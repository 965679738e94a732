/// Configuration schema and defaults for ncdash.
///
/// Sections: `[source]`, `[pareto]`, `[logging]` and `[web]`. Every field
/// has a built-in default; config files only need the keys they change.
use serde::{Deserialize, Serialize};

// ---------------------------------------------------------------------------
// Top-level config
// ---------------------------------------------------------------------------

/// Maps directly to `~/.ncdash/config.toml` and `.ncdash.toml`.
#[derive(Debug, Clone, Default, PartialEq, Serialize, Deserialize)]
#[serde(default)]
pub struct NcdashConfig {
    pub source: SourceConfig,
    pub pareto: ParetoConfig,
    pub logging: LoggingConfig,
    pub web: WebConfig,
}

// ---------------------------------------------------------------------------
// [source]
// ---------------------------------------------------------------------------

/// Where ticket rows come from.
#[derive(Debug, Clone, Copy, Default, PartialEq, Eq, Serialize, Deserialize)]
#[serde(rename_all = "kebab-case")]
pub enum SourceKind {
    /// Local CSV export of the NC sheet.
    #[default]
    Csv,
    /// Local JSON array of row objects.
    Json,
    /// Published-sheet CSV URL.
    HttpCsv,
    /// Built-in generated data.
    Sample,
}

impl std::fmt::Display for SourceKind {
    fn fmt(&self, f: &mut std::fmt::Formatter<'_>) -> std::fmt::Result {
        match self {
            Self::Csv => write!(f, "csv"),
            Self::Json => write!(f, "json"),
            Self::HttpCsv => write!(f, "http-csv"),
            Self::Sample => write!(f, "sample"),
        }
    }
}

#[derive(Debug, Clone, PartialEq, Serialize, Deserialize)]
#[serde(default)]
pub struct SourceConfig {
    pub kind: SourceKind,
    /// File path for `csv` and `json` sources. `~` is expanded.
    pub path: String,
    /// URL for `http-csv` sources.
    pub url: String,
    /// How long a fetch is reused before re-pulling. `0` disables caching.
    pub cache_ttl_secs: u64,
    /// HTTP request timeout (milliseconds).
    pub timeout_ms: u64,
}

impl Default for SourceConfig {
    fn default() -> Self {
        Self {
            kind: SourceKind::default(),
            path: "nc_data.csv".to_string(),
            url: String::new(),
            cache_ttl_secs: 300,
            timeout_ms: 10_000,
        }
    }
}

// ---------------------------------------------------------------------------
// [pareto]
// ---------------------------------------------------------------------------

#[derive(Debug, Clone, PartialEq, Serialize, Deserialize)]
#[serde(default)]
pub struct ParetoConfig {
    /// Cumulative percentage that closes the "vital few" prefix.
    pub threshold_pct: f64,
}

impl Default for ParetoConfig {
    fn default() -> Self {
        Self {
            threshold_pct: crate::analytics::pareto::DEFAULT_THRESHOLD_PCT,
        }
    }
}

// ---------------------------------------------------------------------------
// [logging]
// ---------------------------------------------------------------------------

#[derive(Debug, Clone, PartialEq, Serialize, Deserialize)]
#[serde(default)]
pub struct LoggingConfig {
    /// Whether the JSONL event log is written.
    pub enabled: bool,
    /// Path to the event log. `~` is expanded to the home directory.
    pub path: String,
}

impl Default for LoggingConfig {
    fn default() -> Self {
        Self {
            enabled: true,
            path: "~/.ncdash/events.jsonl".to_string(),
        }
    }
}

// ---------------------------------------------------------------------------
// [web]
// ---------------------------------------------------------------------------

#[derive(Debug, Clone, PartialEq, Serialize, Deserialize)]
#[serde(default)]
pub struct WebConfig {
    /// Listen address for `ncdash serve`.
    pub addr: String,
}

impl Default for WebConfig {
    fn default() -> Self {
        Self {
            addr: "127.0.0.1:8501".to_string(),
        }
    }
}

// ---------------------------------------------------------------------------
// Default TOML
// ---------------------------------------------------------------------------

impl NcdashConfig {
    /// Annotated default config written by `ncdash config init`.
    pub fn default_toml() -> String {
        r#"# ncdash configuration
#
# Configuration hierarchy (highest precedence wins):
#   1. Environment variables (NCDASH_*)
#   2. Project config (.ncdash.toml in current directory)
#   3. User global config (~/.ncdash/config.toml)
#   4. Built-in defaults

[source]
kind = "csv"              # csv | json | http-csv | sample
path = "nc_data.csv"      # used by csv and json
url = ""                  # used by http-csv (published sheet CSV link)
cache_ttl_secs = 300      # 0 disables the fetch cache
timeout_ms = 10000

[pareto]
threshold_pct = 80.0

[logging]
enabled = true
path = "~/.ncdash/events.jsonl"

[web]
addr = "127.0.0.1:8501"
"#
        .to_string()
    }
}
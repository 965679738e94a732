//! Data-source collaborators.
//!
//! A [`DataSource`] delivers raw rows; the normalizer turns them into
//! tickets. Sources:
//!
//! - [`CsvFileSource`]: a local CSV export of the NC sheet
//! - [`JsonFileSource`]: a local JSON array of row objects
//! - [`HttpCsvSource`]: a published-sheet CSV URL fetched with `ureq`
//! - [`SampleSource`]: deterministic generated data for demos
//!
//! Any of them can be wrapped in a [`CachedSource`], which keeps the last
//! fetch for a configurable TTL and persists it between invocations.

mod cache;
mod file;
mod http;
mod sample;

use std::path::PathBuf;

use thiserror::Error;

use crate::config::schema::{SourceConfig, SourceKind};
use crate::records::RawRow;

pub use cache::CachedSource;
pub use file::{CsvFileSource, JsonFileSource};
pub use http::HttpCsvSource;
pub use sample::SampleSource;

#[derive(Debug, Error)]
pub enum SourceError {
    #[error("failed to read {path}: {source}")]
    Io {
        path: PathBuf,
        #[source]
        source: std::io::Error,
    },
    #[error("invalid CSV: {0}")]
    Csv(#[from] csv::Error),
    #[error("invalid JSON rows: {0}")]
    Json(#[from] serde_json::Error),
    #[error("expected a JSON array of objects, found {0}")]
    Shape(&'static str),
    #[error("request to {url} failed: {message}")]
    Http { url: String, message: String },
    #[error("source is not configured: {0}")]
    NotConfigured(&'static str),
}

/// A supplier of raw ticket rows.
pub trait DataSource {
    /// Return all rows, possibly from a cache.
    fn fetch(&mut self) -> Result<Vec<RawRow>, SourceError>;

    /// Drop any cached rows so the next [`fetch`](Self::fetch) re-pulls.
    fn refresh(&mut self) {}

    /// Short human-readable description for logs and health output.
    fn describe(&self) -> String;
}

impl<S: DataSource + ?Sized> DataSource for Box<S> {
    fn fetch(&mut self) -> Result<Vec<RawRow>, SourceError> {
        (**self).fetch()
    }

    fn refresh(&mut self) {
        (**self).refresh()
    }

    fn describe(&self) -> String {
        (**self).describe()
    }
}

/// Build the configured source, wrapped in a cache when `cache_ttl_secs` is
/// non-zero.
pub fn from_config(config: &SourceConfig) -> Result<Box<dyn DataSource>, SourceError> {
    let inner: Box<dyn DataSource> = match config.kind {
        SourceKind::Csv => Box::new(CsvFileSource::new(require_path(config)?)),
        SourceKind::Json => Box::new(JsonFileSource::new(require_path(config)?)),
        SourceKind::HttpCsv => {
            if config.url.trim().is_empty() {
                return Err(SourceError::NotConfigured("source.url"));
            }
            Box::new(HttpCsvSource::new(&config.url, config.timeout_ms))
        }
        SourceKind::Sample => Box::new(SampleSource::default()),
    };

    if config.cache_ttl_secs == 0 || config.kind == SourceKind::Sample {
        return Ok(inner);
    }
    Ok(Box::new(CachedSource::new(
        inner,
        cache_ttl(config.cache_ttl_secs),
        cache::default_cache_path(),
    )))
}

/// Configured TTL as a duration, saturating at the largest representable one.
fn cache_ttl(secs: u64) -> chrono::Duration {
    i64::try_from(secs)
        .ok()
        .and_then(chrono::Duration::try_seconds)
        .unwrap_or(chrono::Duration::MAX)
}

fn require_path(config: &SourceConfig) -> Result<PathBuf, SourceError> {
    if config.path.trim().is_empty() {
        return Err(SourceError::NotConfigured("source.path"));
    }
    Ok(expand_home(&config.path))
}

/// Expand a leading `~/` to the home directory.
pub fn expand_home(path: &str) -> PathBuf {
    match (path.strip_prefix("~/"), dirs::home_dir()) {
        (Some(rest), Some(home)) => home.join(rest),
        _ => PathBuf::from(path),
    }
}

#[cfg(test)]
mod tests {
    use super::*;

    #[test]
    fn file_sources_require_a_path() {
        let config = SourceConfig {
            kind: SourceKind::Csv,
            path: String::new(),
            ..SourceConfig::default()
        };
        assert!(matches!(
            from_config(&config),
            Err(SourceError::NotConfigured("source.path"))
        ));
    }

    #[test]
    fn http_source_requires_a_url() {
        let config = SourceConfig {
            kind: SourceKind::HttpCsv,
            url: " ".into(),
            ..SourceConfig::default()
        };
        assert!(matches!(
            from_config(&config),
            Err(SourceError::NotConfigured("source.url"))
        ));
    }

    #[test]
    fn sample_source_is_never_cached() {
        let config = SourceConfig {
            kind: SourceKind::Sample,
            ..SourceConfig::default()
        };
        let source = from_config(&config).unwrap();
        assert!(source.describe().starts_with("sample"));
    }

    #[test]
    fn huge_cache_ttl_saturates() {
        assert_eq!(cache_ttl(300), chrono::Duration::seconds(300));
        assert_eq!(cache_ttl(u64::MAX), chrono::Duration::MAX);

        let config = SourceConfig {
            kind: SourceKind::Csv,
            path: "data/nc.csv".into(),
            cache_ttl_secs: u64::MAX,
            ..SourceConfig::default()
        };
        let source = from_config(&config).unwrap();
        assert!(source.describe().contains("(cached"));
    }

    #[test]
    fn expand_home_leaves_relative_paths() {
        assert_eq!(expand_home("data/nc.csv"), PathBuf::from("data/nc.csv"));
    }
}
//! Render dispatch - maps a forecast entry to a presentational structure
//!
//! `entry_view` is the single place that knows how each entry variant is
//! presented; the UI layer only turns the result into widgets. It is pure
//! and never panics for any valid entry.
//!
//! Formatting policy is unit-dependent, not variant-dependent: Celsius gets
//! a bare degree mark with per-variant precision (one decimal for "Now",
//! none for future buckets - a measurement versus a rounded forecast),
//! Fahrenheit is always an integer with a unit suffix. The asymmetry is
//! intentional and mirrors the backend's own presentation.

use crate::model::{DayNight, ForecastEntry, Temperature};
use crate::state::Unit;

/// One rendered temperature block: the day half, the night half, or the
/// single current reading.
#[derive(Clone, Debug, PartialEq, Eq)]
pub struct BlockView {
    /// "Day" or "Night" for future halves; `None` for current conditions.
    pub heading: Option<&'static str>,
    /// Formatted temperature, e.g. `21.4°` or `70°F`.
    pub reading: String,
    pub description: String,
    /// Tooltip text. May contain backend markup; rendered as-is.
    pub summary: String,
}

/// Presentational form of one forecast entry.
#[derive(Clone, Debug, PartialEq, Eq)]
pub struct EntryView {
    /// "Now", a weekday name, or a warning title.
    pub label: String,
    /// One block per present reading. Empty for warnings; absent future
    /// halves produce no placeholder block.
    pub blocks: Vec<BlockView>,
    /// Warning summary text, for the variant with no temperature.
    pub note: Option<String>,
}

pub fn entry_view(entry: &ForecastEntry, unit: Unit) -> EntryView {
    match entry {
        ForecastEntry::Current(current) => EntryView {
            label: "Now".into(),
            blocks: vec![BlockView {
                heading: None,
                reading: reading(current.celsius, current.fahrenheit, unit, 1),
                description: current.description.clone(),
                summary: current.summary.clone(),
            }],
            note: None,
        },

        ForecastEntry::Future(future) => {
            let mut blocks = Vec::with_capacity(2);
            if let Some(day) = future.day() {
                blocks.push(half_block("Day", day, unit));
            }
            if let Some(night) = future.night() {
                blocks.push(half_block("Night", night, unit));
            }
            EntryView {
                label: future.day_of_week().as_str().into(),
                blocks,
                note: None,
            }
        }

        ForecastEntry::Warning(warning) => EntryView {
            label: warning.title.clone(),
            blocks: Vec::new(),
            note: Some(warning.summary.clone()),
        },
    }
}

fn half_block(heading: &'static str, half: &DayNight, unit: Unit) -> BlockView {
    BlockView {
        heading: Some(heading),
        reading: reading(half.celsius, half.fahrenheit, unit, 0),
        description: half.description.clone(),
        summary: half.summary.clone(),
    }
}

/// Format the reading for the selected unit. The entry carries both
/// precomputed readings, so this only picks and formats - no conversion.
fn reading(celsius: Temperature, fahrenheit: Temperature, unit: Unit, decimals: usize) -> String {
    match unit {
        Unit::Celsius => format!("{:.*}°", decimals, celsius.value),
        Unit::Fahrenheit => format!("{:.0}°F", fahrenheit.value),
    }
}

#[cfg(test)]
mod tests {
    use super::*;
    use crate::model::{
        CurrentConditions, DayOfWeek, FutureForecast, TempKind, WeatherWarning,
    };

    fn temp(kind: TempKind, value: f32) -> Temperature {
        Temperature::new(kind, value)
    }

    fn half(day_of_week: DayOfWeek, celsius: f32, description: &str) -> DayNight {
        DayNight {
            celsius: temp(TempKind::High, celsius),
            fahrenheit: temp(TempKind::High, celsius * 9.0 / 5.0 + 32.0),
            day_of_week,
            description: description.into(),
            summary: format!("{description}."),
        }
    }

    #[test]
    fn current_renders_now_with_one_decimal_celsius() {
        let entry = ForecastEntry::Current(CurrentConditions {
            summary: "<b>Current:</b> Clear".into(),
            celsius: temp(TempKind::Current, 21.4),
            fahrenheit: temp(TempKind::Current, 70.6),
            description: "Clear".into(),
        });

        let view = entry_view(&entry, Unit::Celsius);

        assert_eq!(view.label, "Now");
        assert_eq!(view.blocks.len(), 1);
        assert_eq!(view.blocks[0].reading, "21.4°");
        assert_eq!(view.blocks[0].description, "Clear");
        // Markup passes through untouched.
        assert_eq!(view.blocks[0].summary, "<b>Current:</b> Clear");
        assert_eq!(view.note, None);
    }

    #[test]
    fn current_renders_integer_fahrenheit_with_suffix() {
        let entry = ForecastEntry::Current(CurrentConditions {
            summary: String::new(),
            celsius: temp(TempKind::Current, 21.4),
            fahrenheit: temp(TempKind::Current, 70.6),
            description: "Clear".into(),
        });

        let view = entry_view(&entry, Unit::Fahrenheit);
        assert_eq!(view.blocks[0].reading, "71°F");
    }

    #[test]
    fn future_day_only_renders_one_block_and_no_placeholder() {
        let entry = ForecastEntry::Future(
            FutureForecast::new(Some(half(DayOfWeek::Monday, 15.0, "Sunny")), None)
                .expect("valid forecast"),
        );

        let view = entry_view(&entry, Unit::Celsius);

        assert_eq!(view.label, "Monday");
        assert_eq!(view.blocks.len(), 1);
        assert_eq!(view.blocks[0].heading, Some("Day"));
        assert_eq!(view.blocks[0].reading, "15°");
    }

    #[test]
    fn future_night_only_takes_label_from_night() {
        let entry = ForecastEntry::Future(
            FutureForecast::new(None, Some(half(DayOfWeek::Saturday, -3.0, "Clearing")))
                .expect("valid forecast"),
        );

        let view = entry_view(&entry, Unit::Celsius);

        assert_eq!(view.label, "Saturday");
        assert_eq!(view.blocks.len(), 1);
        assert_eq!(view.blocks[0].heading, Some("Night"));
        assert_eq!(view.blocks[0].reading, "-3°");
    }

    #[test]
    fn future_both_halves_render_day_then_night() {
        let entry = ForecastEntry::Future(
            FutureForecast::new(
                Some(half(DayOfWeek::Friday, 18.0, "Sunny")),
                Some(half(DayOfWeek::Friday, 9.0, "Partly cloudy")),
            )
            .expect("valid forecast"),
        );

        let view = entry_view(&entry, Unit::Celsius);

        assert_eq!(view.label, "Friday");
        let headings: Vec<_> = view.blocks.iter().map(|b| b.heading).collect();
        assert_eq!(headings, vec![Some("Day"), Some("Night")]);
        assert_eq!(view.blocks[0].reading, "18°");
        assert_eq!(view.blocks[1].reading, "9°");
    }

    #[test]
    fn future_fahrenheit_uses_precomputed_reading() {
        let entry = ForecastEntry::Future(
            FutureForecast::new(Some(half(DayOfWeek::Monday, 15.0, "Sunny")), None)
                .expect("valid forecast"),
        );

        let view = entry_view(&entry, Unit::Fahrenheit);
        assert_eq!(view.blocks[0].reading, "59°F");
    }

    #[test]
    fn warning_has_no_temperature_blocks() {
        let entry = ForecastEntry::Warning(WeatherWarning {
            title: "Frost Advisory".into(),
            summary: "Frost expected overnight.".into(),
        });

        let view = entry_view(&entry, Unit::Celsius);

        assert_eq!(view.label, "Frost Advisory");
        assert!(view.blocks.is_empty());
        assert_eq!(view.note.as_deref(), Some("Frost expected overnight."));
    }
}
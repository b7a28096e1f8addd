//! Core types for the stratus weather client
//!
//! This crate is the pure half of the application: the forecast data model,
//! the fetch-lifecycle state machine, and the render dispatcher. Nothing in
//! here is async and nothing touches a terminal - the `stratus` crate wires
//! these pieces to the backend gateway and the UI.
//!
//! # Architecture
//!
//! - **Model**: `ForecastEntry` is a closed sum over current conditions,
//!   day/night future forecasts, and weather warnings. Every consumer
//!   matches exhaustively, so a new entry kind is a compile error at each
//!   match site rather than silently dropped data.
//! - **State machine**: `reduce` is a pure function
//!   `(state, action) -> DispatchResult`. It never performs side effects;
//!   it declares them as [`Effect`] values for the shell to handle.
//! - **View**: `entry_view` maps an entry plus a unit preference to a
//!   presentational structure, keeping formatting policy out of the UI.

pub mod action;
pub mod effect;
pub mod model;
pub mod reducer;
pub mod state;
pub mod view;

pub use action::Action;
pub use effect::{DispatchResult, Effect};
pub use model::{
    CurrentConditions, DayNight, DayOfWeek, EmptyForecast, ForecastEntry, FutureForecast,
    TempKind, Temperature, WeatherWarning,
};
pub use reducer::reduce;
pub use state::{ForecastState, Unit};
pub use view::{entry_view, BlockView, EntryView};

_WHAT YOU HAVE TO DO_
Report the lines above that have the word "action" in them.

_RESPONSE AREA_
//!   `(state, action) -> DispatchResult`. It never performs side effects;
pub mod action;
pub use action::Action;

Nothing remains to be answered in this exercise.